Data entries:

== Segment start ==

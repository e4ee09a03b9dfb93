mod base;
mod booking;
mod job;
mod status;
mod user;

use booking::BookingClient;
use job::JobClient;
use status::StatusClient;
use std::sync::Arc;
use user::UserClient;

pub(crate) use base::BaseClient;
pub use base::{APIError, APIResponse};

pub use booking::{CreateBookingInput, GetBookingsInput};
pub use practice_booking_api_structs::dtos::{BookingDTO, UserDTO};
pub use practice_booking_domain::{BookingStatus, ServiceType, ID};

/// Practice Booking Server SDK
///
/// The SDK contains methods for interacting with the practice booking
/// server API.
#[derive(Clone)]
pub struct PracticeSDK {
    pub booking: BookingClient,
    pub job: JobClient,
    pub status: StatusClient,
    pub user: UserClient,
}

impl PracticeSDK {
    /// Client acting as the user behind the session token
    pub fn new<T: Into<String>>(address: String, session_token: T) -> Self {
        let mut base = BaseClient::new(address);
        base.set_session_token(session_token.into());
        Self::from_base(base)
    }

    /// Client for the job routes
    pub fn for_jobs<T: Into<String>>(address: String, job_secret: T) -> Self {
        let mut base = BaseClient::new(address);
        base.set_job_secret(job_secret.into());
        Self::from_base(base)
    }

    fn from_base(base: BaseClient) -> Self {
        let base = Arc::new(base);

        Self {
            booking: BookingClient::new(base.clone()),
            job: JobClient::new(base.clone()),
            status: StatusClient::new(base.clone()),
            user: UserClient::new(base),
        }
    }
}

== Segment end ==

| Work instructions |
Transcribe every record exactly.

| Answer section |
repository e4ee09a03b9dfb93
mod base;
mod booking;
mod job;
mod status;
mod user;

use booking::BookingClient;
use job::JobClient;
use status::StatusClient;
use std::sync::Arc;
use user::UserClient;

pub(crate) use base::BaseClient;
pub use base::{APIError, APIResponse};

pub use booking::{CreateBookingInput, GetBookingsInput};
pub use practice_booking_api_structs::dtos::{BookingDTO, UserDTO};
pub use practice_booking_domain::{BookingStatus, ServiceType, ID};

/// Practice Booking Server SDK
///
/// The SDK contains methods for interacting with the practice booking
/// server API.
#[derive(Clone)]
pub struct PracticeSDK {
    pub booking: BookingClient,
    pub job: JobClient,
    pub status: StatusClient,
    pub user: UserClient,
}

impl PracticeSDK {
    /// Client acting as the user behind the session token
    pub fn new<T: Into<String>>(address: String, session_token: T) -> Self {
        let mut base = BaseClient::new(address);
        base.set_session_token(session_token.into());
        Self::from_base(base)
    }

    /// Client for the job routes
    pub fn for_jobs<T: Into<String>>(address: String, job_secret: T) -> Self {
        let mut base = BaseClient::new(address);
        base.set_job_secret(job_secret.into());
        Self::from_base(base)
    }

    fn from_base(base: BaseClient) -> Self {
        let base = Arc::new(base);

        Self {
            booking: BookingClient::new(base.clone()),
            job: JobClient::new(base.clone()),
            status: StatusClient::new(base.clone()),
            user: UserClient::new(base),
        }
    }
}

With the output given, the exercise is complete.